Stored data

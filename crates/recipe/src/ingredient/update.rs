use mealbook_db::table::Ingredient;
use mealbook_shared::{
    clean_name,
    recipe::{IngredientCategory, Nutrition, Unit},
};
use sea_query::{Expr, ExprTrait, Query, SqliteQueryBuilder};
use sea_query_sqlx::SqlxBinder;
use serde::Deserialize;
use validator::Validate;

#[derive(Validate, Clone, Debug, Default, Deserialize)]
pub struct UpdateIngredientInput {
    #[validate(length(min = 1, max = 100))]
    pub name: String,
    #[serde(default)]
    pub unit: Unit,
    #[serde(default)]
    pub category: IngredientCategory,
    #[serde(default)]
    pub nutrition: Nutrition,
}

impl super::Command {
    /// Updates the catalog entry and recomputes the totals of every recipe using it.
    pub async fn update(
        &self,
        id: impl Into<String>,
        input: UpdateIngredientInput,
    ) -> mealbook_shared::Result<()> {
        let id = id.into();
        let input = UpdateIngredientInput {
            name: clean_name(&input.name),
            ..input
        };
        input.validate()?;

        if !input.nutrition.is_valid() {
            mealbook_shared::user!("nutrition values must be positive numbers");
        }

        let mut tx = self.write_db.begin().await?;

        if super::load_many(&mut tx, vec![id.to_owned()])
            .await?
            .is_empty()
        {
            mealbook_shared::not_found!("ingredient {id}");
        }

        if super::find_id_by_name(&mut tx, &input.name, Some(&id))
            .await?
            .is_some()
        {
            mealbook_shared::user!("ingredient '{}' already exists", input.name);
        }

        let (sql, values) = Query::update()
            .table(Ingredient::Table)
            .values([
                (Ingredient::Name, input.name.into()),
                (Ingredient::Unit, input.unit.to_string().into()),
                (Ingredient::Category, input.category.to_string().into()),
                (Ingredient::Calories, input.nutrition.calories.into()),
                (Ingredient::Protein, input.nutrition.protein.into()),
                (Ingredient::Carbohydrates, input.nutrition.carbohydrates.into()),
                (Ingredient::Fat, input.nutrition.fat.into()),
            ])
            .and_where(Expr::col(Ingredient::Id).eq(&id))
            .build_sqlx(SqliteQueryBuilder);

        sqlx::query_with(&sql, values).execute(&mut *tx).await?;

        let refreshed = crate::root::refresh_recipes_using(&mut tx, &id).await?;
        tx.commit().await?;

        tracing::info!(ingredient.id = %id, recipes = refreshed, "ingredient updated");

        Ok(())
    }
}
use mealbook_recipe::import::{Command, ImportOptions};
use mealbook_shared::recipe::Unit;
use temp_dir::TempDir;

mod helpers;

const PAGE: &str = r#"<html><head>
<script type="application/ld+json">
{"@context": "https://schema.org", "@type": "Recipe", "name": "Tomato Pasta",
 "recipeYield": "2 servings",
 "recipeIngredient": ["200 g spaghetti", "3 tomatoes, diced", "2 tbsp olive oil",
                      "1 pinch of saffron"],
 "recipeInstructions": [{"@type": "HowToStep", "text": "Cook pasta."},
                        {"@type": "HowToStep", "text": "Add sauce."}]}
</script></head><body></body></html>"#;

#[tokio::test]
async fn test_preview_matches_catalog() -> anyhow::Result<()> {
    let dir = TempDir::new()?;
    let state = helpers::setup_test_state(dir.child("db.sqlite3")).await?;
    let spaghetti = helpers::create_ingredient(&state, "Spaghetti", Unit::Gram, 350.0).await?;
    let tomato = helpers::create_ingredient(&state, "Tomato", Unit::Piece, 22.0).await?;

    let preview = Command::new(state).preview(PAGE, None).await?;

    assert_eq!(preview.recipe.name, "Tomato Pasta");
    assert_eq!(preview.lines.len(), 4);

    let matched = preview
        .lines
        .iter()
        .map(|l| l.matched.as_ref().map(|m| m.ingredient_id.to_owned()))
        .collect::<Vec<_>>();
    assert_eq!(
        matched,
        vec![Some(spaghetti), Some(tomato), None, None]
    );
    assert!(!preview.lines[1].unit_mismatch);

    Ok(())
}

#[tokio::test]
async fn test_import_creates_missing_ingredients() -> anyhow::Result<()> {
    let dir = TempDir::new()?;
    let state = helpers::setup_test_state(dir.child("db.sqlite3")).await?;
    let spaghetti = helpers::create_ingredient(&state, "Spaghetti", Unit::Gram, 350.0).await?;
    helpers::create_ingredient(&state, "Tomato", Unit::Piece, 22.0).await?;

    let outcome = Command::new(state.clone())
        .import(PAGE, ImportOptions::default())
        .await?;

    assert_eq!(outcome.matched, 2);
    assert_eq!(outcome.created, vec!["olive oil", "pinch of saffron"]);
    assert!(outcome.skipped.is_empty());

    let recipe = mealbook_recipe::Query(state.clone())
        .find(&outcome.recipe_id)
        .await?
        .unwrap();
    assert_eq!(recipe.servings, 2);
    assert_eq!(recipe.instructions, "Cook pasta.\nAdd sauce.");
    assert_eq!(recipe.ingredients.len(), 4);
    assert_eq!(recipe.ingredients[0].ingredient_id, spaghetti);
    assert_eq!(recipe.ingredients[0].quantity, 200.0);
    assert_eq!(recipe.ingredients[1].quantity, 3.0);
    assert_eq!(recipe.ingredients[1].note.as_deref(), Some("diced"));
    assert_eq!(recipe.ingredients[2].unit, Unit::Millilitre);
    assert_eq!(recipe.ingredients[2].quantity, 30.0);
    assert_eq!(recipe.nutrition.calories, 700.0 + 66.0);

    let oil = mealbook_recipe::ingredient::Query(state)
        .find_by_name("olive oil")
        .await?
        .unwrap();
    assert_eq!(oil.unit, Unit::Millilitre);

    Ok(())
}

#[tokio::test]
async fn test_import_skips_unmatched_lines() -> anyhow::Result<()> {
    let dir = TempDir::new()?;
    let state = helpers::setup_test_state(dir.child("db.sqlite3")).await?;
    helpers::create_ingredient(&state, "Spaghetti", Unit::Gram, 350.0).await?;
    helpers::create_ingredient(&state, "Tomato", Unit::Gram, 18.0).await?;

    let outcome = Command::new(state.clone())
        .import(
            PAGE,
            ImportOptions {
                create_missing: false,
                ..Default::default()
            },
        )
        .await?;

    assert!(outcome.created.is_empty());
    assert_eq!(
        outcome.skipped,
        vec!["2 tbsp olive oil", "1 pinch of saffron"]
    );

    let recipe = mealbook_recipe::Query(state)
        .find(&outcome.recipe_id)
        .await?
        .unwrap();
    assert_eq!(recipe.ingredients.len(), 2);
    // Tomatoes are counted in grams in the catalog, the raw line is kept.
    assert_eq!(recipe.ingredients[1].quantity, 3.0);
    assert_eq!(recipe.ingredients[1].note.as_deref(), Some("3 tomatoes, diced"));

    Ok(())
}

#[tokio::test]
async fn test_import_errors() -> anyhow::Result<()> {
    let dir = TempDir::new()?;
    let state = helpers::setup_test_state(dir.child("db.sqlite3")).await?;
    let cmd = Command::new(state);

    let err = cmd
        .import("<html><body>nothing</body></html>", ImportOptions::default())
        .await
        .unwrap_err();
    assert!(matches!(err, mealbook_shared::Error::User(_)));

    let err = cmd
        .import(
            PAGE,
            ImportOptions {
                folder_id: Some("missing".to_owned()),
                ..Default::default()
            },
        )
        .await
        .unwrap_err();
    assert!(matches!(err, mealbook_shared::Error::NotFound(_)));

    let err = cmd
        .preview(PAGE, Some(2.0))
        .await
        .unwrap_err();
    assert!(matches!(err, mealbook_shared::Error::User(_)));

    Ok(())
}
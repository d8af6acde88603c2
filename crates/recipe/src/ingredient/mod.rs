mod create;
mod delete;
mod update;

pub use create::CreateIngredientInput;
pub use update::UpdateIngredientInput;

use mealbook_db::table::Ingredient as IngredientTable;
use mealbook_shared::{
    name_contains, normalize_name,
    recipe::{IngredientCategory, Nutrition, Unit},
};
use sea_query::{Expr, ExprTrait, Order, Query as SeaQuery, SqliteQueryBuilder};
use sea_query_sqlx::SqlxBinder;
use serde::Serialize;
use sqlx::{SqliteConnection, prelude::FromRow};
use std::ops::Deref;

#[derive(Debug, Clone, Serialize, PartialEq)]
pub struct Ingredient {
    pub id: String,
    pub name: String,
    pub unit: Unit,
    pub category: IngredientCategory,
    /// Per 100 g/ml, or per piece.
    pub nutrition: Nutrition,
}

#[derive(FromRow)]
pub(crate) struct IngredientRow {
    pub id: String,
    pub name: String,
    pub unit: sqlx::types::Text<Unit>,
    pub category: sqlx::types::Text<IngredientCategory>,
    pub calories: f64,
    pub protein: f64,
    pub carbohydrates: f64,
    pub fat: f64,
}

impl From<IngredientRow> for Ingredient {
    fn from(row: IngredientRow) -> Self {
        Self {
            id: row.id,
            name: row.name,
            unit: row.unit.0,
            category: row.category.0,
            nutrition: Nutrition {
                calories: row.calories,
                protein: row.protein,
                carbohydrates: row.carbohydrates,
                fat: row.fat,
            },
        }
    }
}

const COLUMNS: [IngredientTable; 8] = [
    IngredientTable::Id,
    IngredientTable::Name,
    IngredientTable::Unit,
    IngredientTable::Category,
    IngredientTable::Calories,
    IngredientTable::Protein,
    IngredientTable::Carbohydrates,
    IngredientTable::Fat,
];

#[derive(Clone)]
pub struct Command {
    state: mealbook_shared::State,
}

impl Deref for Command {
    type Target = mealbook_shared::State;

    fn deref(&self) -> &Self::Target {
        &self.state
    }
}

impl Command {
    pub fn new(state: mealbook_shared::State) -> Self {
        Self { state }
    }
}

#[derive(Clone)]
pub struct Query(pub mealbook_shared::State);

impl Deref for Query {
    type Target = mealbook_shared::State;

    fn deref(&self) -> &Self::Target {
        &self.0
    }
}

impl Query {
    pub async fn find(&self, id: impl Into<String>) -> anyhow::Result<Option<Ingredient>> {
        let (sql, values) = SeaQuery::select()
            .columns(COLUMNS)
            .from(IngredientTable::Table)
            .and_where(Expr::col(IngredientTable::Id).eq(id.into()))
            .build_sqlx(SqliteQueryBuilder);

        let row = sqlx::query_as_with::<_, IngredientRow, _>(&sql, values)
            .fetch_optional(&self.read_db)
            .await?;

        Ok(row.map(Into::into))
    }

    /// Case-insensitive lookup on the whole name.
    pub async fn find_by_name(&self, name: &str) -> anyhow::Result<Option<Ingredient>> {
        let mut conn = self.read_db.acquire().await?;
        let id = find_id_by_name(&mut conn, name, None).await?;
        drop(conn);

        match id {
            Some(id) => self.find(id).await,
            None => Ok(None),
        }
    }

    pub async fn list(&self, search: Option<&str>) -> anyhow::Result<Vec<Ingredient>> {
        let (sql, values) = SeaQuery::select()
            .columns(COLUMNS)
            .from(IngredientTable::Table)
            .order_by(IngredientTable::Id, Order::Asc)
            .build_sqlx(SqliteQueryBuilder);

        let rows = sqlx::query_as_with::<_, IngredientRow, _>(&sql, values)
            .fetch_all(&self.read_db)
            .await?;

        let search = search.map(str::trim).filter(|s| !s.is_empty());
        let mut ingredients = rows
            .into_iter()
            .map(Ingredient::from)
            .filter(|i| search.is_none_or(|s| name_contains(&i.name, s)))
            .collect::<Vec<_>>();

        ingredients.sort_by_cached_key(|i| (normalize_name(&i.name), i.id.to_owned()));

        Ok(ingredients)
    }

    /// `(id, name)` pairs used to build an import matcher.
    pub async fn names(&self) -> anyhow::Result<Vec<(String, String)>> {
        let (sql, values) = SeaQuery::select()
            .columns([IngredientTable::Id, IngredientTable::Name])
            .from(IngredientTable::Table)
            .build_sqlx(SqliteQueryBuilder);

        Ok(sqlx::query_as_with::<_, (String, String), _>(&sql, values)
            .fetch_all(&self.read_db)
            .await?)
    }
}

/// Loads catalog rows for the given ids, in no particular order.
pub(crate) async fn load_many(
    conn: &mut SqliteConnection,
    ids: Vec<String>,
) -> anyhow::Result<Vec<Ingredient>> {
    if ids.is_empty() {
        return Ok(vec![]);
    }

    let (sql, values) = SeaQuery::select()
        .columns(COLUMNS)
        .from(IngredientTable::Table)
        .and_where(Expr::col(IngredientTable::Id).is_in(ids))
        .build_sqlx(SqliteQueryBuilder);

    let rows = sqlx::query_as_with::<_, IngredientRow, _>(&sql, values)
        .fetch_all(&mut *conn)
        .await?;

    Ok(rows.into_iter().map(Into::into).collect())
}

/// Names are compared in their normalized form, SQLite only folds ASCII case.
pub(crate) async fn find_id_by_name(
    conn: &mut SqliteConnection,
    name: &str,
    exclude_id: Option<&str>,
) -> anyhow::Result<Option<String>> {
    let wanted = normalize_name(name);
    let (sql, values) = SeaQuery::select()
        .columns([IngredientTable::Id, IngredientTable::Name])
        .from(IngredientTable::Table)
        .order_by(IngredientTable::Id, Order::Asc)
        .build_sqlx(SqliteQueryBuilder);

    let rows = sqlx::query_as_with::<_, (String, String), _>(&sql, values)
        .fetch_all(&mut *conn)
        .await?;

    Ok(rows
        .into_iter()
        .filter(|(id, _)| Some(id.as_str()) != exclude_id)
        .find(|(_, n)| normalize_name(n) == wanted)
        .map(|(id, _)| id))
}
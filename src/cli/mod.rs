use anyhow::Result;
use clap::{Parser, Subcommand};

mod import;
mod migrate;
mod server;
mod shopping;

pub use shopping::render_list;

/// mealbook - recipes, meal plans and shopping lists
#[derive(Parser)]
#[command(name = "mealbook")]
#[command(about = "Recipes, meal planning and shopping lists on SQLite", long_about = None)]
pub struct Cli {
    /// Path to configuration file
    #[arg(long, global = true)]
    pub config: Option<String>,

    #[command(subcommand)]
    pub command: Commands,
}

#[derive(Subcommand)]
pub enum Commands {
    /// Start the HTTP server
    Serve {
        /// Server host address (overrides config file)
        #[arg(long)]
        host: Option<String>,

        /// Server port (overrides config file)
        #[arg(long)]
        port: Option<u16>,
    },
    /// Run database migrations
    Migrate,
    /// Drop database if exists and recreate with migrations
    Reset,
    /// Import a recipe from an HTML file or a URL
    Import {
        /// Local path or http(s) URL
        source: String,

        /// Folder receiving the recipe
        #[arg(long)]
        folder: Option<String>,

        /// Skip unmatched ingredient lines instead of adding them to the catalog
        #[arg(long)]
        no_create_missing: bool,

        /// Match threshold (overrides config file)
        #[arg(long)]
        threshold: Option<f64>,
    },
    /// Print a shopping list
    Shopping {
        list_id: String,

        /// Move checked lines to the end
        #[arg(long)]
        checked_last: bool,
    },
}

pub async fn run(cli: Cli, config: crate::config::Config) -> Result<()> {
    match cli.command {
        Commands::Serve { host, port } => server::serve(config, host, port).await,
        Commands::Migrate => migrate::migrate(&config).await,
        Commands::Reset => migrate::reset(&config).await,
        Commands::Import {
            source,
            folder,
            no_create_missing,
            threshold,
        } => {
            import::import(
                &config,
                import::ImportArgs {
                    source,
                    folder,
                    create_missing: !no_create_missing,
                    threshold,
                },
            )
            .await
        }
        Commands::Shopping {
            list_id,
            checked_last,
        } => shopping::print(&config, &list_id, checked_last).await,
    }
}

/// Single-pool state for one-shot commands.
async fn open_state(config: &crate::config::Config) -> Result<mealbook_shared::State> {
    let pool = crate::db::create_pool(&config.database.url, 1).await?;
    crate::db::migrate(&pool).await?;

    Ok(mealbook_shared::State::single(pool))
}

*Exercise brief:*
Scan the data above for the word "wanted" and report every line where it is found.

*Written solution:*
    let wanted = normalize_name(name);
        .find(|(_, n)| normalize_name(n) == wanted)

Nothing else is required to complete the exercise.